### What is expected
Please copy every line of the data in which the string "ToString" appears.

Entries taken from a collection
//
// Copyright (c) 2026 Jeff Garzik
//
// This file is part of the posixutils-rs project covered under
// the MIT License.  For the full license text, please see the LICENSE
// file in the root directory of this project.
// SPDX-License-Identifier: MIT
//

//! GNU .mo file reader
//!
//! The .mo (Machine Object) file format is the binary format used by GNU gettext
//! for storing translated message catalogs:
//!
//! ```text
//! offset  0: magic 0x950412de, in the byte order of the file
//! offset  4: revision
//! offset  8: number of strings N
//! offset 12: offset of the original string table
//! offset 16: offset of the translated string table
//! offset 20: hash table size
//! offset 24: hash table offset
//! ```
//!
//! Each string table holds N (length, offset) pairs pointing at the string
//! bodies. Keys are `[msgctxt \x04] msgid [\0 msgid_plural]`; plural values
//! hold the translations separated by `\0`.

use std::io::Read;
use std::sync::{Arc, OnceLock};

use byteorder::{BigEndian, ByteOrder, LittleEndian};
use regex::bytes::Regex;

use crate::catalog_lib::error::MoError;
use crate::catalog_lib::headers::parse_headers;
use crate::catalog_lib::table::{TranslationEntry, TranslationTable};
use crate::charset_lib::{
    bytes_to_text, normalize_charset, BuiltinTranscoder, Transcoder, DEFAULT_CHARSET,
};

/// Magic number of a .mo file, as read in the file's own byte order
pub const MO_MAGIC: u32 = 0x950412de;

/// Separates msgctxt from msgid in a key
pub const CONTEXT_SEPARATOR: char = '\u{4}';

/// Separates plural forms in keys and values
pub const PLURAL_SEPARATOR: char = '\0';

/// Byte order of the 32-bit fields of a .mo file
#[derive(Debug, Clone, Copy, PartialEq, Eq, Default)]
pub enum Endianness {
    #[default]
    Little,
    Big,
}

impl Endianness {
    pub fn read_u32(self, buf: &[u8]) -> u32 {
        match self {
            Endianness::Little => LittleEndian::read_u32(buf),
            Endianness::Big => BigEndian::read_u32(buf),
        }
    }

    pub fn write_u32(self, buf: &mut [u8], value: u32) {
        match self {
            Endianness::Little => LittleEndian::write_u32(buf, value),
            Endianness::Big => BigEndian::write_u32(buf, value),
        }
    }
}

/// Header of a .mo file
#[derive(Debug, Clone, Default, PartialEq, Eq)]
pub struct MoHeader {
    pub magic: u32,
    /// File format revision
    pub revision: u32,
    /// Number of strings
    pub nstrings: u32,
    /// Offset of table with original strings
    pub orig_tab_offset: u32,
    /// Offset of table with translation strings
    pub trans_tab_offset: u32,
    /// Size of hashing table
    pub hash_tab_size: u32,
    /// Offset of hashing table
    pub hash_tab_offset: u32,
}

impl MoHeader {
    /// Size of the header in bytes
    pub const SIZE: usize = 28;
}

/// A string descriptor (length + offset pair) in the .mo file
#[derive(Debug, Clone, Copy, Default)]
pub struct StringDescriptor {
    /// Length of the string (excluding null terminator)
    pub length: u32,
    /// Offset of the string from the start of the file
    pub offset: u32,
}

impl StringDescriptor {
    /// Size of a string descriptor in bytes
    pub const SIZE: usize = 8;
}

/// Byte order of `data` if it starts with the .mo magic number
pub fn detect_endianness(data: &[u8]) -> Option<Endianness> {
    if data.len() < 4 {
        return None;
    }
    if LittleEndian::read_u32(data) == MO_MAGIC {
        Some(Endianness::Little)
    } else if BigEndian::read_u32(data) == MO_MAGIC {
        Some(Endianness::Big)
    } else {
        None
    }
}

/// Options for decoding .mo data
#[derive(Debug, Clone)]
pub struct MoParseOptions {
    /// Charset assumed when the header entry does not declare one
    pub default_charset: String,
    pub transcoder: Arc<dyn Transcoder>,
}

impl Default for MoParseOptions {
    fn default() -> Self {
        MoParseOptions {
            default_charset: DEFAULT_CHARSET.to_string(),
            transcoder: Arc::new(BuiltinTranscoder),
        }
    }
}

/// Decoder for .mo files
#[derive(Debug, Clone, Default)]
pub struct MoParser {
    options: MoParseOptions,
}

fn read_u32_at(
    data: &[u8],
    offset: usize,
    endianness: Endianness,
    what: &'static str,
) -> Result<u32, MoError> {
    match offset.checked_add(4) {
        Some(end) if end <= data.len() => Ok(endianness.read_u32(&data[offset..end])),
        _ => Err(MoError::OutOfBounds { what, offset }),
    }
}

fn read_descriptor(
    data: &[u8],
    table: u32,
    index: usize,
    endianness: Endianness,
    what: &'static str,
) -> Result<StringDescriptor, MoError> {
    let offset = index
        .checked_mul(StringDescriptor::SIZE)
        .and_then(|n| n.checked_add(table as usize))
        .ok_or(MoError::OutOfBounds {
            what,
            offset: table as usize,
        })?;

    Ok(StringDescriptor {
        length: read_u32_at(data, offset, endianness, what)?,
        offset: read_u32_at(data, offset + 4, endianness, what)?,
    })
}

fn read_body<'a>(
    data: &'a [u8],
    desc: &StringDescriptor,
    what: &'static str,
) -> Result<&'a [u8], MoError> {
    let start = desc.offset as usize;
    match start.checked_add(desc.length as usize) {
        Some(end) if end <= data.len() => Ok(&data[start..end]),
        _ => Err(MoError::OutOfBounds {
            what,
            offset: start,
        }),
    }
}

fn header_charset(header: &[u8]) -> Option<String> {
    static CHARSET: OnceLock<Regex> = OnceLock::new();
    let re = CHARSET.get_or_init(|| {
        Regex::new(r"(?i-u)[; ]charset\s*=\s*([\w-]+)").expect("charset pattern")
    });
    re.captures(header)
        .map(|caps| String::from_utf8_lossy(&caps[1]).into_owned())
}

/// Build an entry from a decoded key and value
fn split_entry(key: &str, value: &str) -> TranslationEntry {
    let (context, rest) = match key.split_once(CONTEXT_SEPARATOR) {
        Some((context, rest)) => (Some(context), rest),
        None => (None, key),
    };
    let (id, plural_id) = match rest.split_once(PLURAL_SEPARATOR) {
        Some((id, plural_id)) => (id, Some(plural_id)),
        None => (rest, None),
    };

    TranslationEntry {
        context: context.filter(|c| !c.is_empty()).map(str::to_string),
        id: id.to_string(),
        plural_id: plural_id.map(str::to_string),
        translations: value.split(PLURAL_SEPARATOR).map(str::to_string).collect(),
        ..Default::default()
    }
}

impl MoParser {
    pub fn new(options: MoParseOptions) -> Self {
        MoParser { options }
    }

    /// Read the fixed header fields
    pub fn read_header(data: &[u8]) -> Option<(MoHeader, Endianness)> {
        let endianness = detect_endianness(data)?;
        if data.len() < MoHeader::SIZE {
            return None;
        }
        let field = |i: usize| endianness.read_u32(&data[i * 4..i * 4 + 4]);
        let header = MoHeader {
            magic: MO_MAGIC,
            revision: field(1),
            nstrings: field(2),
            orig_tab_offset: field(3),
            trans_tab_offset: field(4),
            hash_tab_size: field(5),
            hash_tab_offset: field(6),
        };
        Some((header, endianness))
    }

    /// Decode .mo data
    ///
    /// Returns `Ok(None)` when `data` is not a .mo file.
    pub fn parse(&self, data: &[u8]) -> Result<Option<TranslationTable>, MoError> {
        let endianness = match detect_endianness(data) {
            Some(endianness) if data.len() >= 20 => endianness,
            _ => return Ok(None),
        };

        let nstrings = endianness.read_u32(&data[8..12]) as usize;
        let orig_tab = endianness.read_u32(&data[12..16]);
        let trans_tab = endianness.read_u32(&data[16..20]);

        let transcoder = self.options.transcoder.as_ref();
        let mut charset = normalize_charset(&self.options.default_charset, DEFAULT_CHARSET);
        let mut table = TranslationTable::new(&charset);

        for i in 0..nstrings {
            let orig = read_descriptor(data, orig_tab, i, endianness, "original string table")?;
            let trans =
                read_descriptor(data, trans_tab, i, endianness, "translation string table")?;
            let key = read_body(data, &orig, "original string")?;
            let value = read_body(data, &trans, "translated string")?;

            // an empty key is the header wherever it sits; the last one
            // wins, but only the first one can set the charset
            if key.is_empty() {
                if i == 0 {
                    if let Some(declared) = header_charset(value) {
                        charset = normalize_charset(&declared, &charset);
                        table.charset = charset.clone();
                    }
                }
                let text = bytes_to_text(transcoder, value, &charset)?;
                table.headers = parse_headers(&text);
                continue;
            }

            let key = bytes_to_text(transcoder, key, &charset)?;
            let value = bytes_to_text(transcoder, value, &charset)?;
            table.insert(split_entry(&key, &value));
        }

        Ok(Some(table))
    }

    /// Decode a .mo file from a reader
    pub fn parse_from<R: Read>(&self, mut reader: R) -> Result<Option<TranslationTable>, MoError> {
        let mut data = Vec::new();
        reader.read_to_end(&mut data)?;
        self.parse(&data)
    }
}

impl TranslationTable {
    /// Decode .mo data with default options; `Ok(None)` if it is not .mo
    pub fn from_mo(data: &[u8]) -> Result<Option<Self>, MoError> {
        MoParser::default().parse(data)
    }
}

---

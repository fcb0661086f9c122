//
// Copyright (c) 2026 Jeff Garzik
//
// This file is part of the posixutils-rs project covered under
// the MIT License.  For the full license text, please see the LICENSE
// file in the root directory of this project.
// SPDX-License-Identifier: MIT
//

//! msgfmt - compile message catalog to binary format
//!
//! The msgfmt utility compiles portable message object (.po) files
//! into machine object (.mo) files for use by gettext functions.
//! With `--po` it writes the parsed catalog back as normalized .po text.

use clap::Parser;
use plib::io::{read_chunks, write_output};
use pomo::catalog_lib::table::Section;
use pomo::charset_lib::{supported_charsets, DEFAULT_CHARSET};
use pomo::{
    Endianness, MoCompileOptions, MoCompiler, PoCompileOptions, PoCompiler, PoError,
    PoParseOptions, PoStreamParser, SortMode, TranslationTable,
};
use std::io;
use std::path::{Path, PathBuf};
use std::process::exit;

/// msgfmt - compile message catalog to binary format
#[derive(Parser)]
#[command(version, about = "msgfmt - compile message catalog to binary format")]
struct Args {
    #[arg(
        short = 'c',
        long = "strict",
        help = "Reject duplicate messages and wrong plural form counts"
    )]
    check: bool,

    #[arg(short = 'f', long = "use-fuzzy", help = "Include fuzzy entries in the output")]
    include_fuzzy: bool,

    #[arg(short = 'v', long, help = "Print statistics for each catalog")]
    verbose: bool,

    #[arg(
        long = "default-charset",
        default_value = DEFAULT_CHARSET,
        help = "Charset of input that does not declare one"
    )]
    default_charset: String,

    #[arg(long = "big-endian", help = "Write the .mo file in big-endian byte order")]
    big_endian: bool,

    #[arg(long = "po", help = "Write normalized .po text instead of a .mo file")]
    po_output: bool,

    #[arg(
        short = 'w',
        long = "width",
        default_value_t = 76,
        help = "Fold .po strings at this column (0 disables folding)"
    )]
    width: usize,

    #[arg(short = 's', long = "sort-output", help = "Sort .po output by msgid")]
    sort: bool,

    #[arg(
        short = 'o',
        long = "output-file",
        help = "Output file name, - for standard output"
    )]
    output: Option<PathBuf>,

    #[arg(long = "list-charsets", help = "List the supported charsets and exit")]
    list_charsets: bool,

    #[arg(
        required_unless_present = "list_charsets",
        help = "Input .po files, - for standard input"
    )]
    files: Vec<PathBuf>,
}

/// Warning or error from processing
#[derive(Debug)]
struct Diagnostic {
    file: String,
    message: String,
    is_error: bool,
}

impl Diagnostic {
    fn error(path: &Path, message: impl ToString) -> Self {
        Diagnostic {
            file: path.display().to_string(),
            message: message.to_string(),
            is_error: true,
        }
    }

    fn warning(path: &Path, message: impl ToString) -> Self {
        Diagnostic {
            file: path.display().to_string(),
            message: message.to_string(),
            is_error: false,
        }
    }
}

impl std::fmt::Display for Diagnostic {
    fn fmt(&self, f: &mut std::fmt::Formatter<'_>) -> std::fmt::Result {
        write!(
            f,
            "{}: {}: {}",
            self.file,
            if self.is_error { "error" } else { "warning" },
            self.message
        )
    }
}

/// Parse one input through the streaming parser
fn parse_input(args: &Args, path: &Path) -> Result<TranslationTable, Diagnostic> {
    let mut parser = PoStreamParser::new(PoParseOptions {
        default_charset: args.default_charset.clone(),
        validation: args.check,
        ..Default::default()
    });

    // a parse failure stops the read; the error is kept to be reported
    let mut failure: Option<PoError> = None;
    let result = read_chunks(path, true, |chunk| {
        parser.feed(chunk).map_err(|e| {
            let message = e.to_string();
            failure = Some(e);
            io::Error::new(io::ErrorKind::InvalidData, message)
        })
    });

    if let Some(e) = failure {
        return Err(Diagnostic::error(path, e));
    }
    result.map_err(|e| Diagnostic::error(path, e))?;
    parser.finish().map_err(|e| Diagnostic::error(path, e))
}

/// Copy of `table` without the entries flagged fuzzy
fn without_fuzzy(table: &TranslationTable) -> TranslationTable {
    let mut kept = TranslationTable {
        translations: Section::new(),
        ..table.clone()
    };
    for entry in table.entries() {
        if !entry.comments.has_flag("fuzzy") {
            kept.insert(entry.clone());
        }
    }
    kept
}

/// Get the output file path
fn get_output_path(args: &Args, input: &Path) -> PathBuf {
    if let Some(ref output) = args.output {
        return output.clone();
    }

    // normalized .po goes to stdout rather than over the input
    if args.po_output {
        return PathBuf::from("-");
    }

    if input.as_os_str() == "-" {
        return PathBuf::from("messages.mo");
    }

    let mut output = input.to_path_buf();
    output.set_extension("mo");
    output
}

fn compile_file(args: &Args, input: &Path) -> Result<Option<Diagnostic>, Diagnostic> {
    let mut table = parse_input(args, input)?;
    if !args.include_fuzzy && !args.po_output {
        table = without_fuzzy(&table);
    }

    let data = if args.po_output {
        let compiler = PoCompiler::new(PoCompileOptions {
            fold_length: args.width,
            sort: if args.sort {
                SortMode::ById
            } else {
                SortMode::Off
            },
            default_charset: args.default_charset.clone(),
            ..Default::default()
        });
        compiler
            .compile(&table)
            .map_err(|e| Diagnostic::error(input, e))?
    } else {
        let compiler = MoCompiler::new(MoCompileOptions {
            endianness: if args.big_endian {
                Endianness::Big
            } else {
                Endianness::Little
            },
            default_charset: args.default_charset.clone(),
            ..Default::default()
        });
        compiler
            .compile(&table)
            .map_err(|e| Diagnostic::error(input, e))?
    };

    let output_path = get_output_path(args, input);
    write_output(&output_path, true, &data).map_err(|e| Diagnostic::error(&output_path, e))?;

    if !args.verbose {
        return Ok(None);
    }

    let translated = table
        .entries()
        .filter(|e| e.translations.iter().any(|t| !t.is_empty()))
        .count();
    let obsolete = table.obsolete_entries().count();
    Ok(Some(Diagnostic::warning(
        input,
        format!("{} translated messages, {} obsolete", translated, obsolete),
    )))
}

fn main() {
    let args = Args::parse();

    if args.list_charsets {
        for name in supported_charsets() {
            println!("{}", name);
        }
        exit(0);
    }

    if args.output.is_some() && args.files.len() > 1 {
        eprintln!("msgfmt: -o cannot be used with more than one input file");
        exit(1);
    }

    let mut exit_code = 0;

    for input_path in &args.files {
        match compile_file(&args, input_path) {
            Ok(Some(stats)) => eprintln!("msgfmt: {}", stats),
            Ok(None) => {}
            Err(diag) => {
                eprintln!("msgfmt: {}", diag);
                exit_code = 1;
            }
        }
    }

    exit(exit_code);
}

---

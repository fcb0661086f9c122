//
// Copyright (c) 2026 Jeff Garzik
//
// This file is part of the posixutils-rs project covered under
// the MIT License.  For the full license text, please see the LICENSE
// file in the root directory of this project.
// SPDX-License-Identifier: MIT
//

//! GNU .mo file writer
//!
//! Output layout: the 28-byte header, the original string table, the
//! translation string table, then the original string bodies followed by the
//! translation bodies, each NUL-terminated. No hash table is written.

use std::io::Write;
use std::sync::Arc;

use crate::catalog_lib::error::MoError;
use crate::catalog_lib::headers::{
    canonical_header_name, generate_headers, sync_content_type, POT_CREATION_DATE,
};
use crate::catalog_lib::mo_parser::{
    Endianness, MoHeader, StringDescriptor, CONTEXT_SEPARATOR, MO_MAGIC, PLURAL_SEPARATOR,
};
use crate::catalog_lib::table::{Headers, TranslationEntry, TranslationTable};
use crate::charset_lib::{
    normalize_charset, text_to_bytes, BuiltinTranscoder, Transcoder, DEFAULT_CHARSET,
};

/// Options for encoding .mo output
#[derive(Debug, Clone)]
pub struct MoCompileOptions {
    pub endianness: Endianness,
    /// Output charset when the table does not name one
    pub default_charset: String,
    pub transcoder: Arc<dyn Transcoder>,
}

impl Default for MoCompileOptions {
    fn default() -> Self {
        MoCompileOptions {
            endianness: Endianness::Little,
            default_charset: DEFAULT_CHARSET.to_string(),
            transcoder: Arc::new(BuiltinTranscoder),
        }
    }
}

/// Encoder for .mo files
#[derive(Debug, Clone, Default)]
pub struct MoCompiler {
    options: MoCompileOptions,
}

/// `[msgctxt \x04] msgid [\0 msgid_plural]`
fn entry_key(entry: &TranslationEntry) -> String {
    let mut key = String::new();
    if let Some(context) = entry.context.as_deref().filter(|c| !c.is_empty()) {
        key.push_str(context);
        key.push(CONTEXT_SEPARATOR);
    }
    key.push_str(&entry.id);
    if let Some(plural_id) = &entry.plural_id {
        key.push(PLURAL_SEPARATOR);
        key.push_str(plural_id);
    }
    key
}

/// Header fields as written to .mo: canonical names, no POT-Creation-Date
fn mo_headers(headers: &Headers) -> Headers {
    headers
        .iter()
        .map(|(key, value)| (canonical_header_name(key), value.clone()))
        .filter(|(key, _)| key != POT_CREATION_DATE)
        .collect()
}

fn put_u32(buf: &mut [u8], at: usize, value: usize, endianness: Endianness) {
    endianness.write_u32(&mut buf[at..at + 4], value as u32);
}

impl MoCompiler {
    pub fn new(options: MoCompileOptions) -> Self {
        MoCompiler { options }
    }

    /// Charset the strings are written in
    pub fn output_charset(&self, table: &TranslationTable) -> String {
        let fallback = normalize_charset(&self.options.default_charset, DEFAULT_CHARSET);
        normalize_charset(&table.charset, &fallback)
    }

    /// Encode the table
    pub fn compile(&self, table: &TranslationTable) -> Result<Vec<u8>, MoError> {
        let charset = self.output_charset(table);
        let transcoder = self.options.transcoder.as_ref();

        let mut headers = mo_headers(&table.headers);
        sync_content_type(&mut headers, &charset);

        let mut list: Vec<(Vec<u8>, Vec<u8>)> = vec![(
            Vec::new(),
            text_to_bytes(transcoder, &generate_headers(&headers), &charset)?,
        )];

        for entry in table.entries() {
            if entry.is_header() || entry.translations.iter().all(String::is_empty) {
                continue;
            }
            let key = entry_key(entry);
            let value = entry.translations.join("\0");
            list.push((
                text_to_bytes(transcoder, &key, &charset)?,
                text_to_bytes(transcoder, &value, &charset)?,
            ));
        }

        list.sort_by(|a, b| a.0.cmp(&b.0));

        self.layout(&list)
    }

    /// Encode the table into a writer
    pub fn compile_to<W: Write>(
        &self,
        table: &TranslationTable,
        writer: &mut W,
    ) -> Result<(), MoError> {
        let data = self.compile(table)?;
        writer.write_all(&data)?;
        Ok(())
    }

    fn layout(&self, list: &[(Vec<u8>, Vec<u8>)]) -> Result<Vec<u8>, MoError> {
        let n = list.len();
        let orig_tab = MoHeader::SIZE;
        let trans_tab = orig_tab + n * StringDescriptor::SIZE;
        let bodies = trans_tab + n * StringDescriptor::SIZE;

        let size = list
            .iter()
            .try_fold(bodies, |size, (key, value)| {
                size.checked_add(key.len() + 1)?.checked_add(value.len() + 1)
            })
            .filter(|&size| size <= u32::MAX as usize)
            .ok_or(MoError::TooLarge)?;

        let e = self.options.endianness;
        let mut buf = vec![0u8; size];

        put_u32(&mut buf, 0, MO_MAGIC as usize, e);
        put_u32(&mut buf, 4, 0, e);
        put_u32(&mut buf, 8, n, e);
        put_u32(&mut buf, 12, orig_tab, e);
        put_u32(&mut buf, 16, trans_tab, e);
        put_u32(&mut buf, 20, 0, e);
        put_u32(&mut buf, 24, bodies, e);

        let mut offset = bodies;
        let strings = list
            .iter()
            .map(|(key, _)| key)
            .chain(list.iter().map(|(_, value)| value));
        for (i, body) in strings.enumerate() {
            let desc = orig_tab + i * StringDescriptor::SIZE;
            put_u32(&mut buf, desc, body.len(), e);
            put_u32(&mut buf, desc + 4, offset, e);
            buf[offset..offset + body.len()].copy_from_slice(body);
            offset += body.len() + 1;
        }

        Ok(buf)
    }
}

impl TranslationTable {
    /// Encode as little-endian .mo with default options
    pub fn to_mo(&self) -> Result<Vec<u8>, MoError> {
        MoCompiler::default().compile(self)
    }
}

### Exercise result
    fn error(path: &Path, message: impl ToString) -> Self {
    fn warning(path: &Path, message: impl ToString) -> Self {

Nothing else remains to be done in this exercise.